Stony Brook's athletic director wished Taylor a speedy recovery. He said the three officials on the field saw nothing egregious about the play and refused multiple requests for an on-camera interview for this story, his office telling CBS2, "This isn't a story."
But James Madison University women's lacrosse coach Colleen Shearer disagrees.
"Was that a cross-check, in your opinion?" CBS2's Jessica Moore asked.
"Yes," Shearer said.
"And are cross-checks illegal?" Moore asked.
"Yes... They are," Shearer said.
"It seems like you're hesitating," Moore said.
"Well they are, technically, in the rule book," Shearer said.

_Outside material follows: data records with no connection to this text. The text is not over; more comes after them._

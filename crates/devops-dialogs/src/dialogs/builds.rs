//! Build definitions and queuing.

use async_trait::async_trait;
use devops_client::VstsService;
use devops_models::{Card, CardAction};

use super::{parse_action, project_scope};
use crate::context::DialogContext;
use crate::dialog::{Dialog, DialogOutcome};
use crate::error::Result;

/// `builds`: lists build definitions and queues the one picked.
pub struct BuildsDialog {
    service: VstsService,
}

impl BuildsDialog {
    pub fn new(service: VstsService) -> Self {
        Self { service }
    }
}

#[async_trait]
impl Dialog for BuildsDialog {
    fn name(&self) -> &str {
        "builds"
    }

    async fn begin(&self, ctx: &mut DialogContext<'_>) -> Result<DialogOutcome> {
        let Some(scope) = project_scope(ctx).await? else {
            return Ok(DialogOutcome::Handled);
        };

        let definitions = self
            .service
            .get_build_definitions(&scope.account, &scope.team_project, &scope.token)
            .await?;
        if definitions.is_empty() {
            ctx.say(format!("{} has no build definitions.", scope.team_project))
                .await?;
            return Ok(DialogOutcome::Handled);
        }

        let card = definitions.iter().fold(
            Card::new("Build definitions").text("Pick a definition to queue a build."),
            |card, definition| {
                card.action(CardAction::im_back(
                    &definition.name,
                    format!("queue {}", definition.id),
                ))
            },
        );
        ctx.reply(card).await?;
        Ok(DialogOutcome::AwaitingInput)
    }

    async fn resume(&self, ctx: &mut DialogContext<'_>) -> Result<DialogOutcome> {
        let definition_id = match parse_action(ctx.text()) {
            Some((verb, id)) if verb == "queue" => id,
            _ => return Ok(DialogOutcome::Unrecognized),
        };
        let Some(scope) = project_scope(ctx).await? else {
            return Ok(DialogOutcome::Handled);
        };

        let build = self
            .service
            .queue_build(&scope.account, &scope.team_project, definition_id, &scope.token)
            .await?;
        ctx.say(format!("Build {} queued.", build.build_number)).await?;
        Ok(DialogOutcome::Handled)
    }
}
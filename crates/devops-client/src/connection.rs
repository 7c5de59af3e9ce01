//! The per-call connection boundary.
//!
//! The facade never talks HTTP itself: for every operation it asks a
//! [`ConnectionFactory`] for a fresh [`Connection`] scoped to one endpoint and
//! one credential, issues the calls it needs, and drops the connection.

use async_trait::async_trait;
use devops_models::{
    Account, Approval, Build, BuildDefinition, Profile, QueueBuildRequest, Release,
    ReleaseDefinition, ReleaseStartMetadata, TeamProject,
};

use crate::credential::Credential;
use crate::endpoint::Endpoint;
use crate::error::Result;

/// Typed remote calls available on an open connection.
///
/// Each method is exactly one request to the service.
#[async_trait]
pub trait Connection: Send + Sync {
    /// The endpoint this connection is scoped to.
    fn endpoint(&self) -> &Endpoint;

    /// Profile of the authenticated user.
    async fn get_profile(&self) -> Result<Profile>;

    /// Accounts the given member belongs to.
    async fn list_accounts(&self, member_id: &str) -> Result<Vec<Account>>;

    /// Team projects of the account.
    async fn list_projects(&self) -> Result<Vec<TeamProject>>;

    /// Build definitions of a project.
    async fn list_build_definitions(&self, project: &str) -> Result<Vec<BuildDefinition>>;

    /// A single build definition.
    async fn get_build_definition(&self, project: &str, id: i32) -> Result<BuildDefinition>;

    /// Queues a build.
    async fn queue_build(&self, project: &str, request: &QueueBuildRequest) -> Result<Build>;

    /// Builds of one definition.
    async fn list_builds(&self, project: &str, definition_id: i32) -> Result<Vec<Build>>;

    /// Release definitions of a project.
    async fn list_release_definitions(&self, project: &str) -> Result<Vec<ReleaseDefinition>>;

    /// A single release definition, including its artifacts.
    async fn get_release_definition(&self, project: &str, id: i32) -> Result<ReleaseDefinition>;

    /// A single release.
    async fn get_release(&self, project: &str, id: i32) -> Result<Release>;

    /// Starts a release.
    async fn create_release(&self, project: &str, metadata: &ReleaseStartMetadata) -> Result<Release>;

    /// Pending approvals assigned to `assignee`.
    async fn list_approvals(&self, project: &str, assignee: &str) -> Result<Vec<Approval>>;

    /// A single approval.
    async fn get_approval(&self, project: &str, id: i32) -> Result<Approval>;

    /// Writes back a whole approval record.
    async fn update_approval(&self, project: &str, approval: &Approval) -> Result<Approval>;
}

/// Opens connections.
///
/// Implementations hold no per-user state, so a single factory can serve
/// every conversation concurrently. The returned handle is released when
/// dropped.
pub trait ConnectionFactory: Send + Sync {
    /// Opens a connection to `endpoint` authenticated with `credential`.
    fn connect(&self, endpoint: Endpoint, credential: Credential) -> Result<Box<dyn Connection>>;
}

According to NCAA rules, holding the lacrosse stick horizontally is legal, but lunging forward with a horizontal stick isn't.
"She did have her stick horizontal, and she, her... your stick is not allowed to be being pushed into another kid's body, but we are so desensitized to it that of course it does. Every time a defender plays on us, the sticks are jabbing into our body, so that's where the gray area is coming in," Shearer said.
"It sounds like your position is it's common but perhaps it shouldn't be," Moore said.
"Right, 100 percent," Shearer said.
Men's lacrosse players wear protective padding; women do not.
The NCAA says ambulances at games are up to the school's discretion, but in practice, most schools do have an ambulance on standby for contact sports, which women's lacrosse, by definition, is not.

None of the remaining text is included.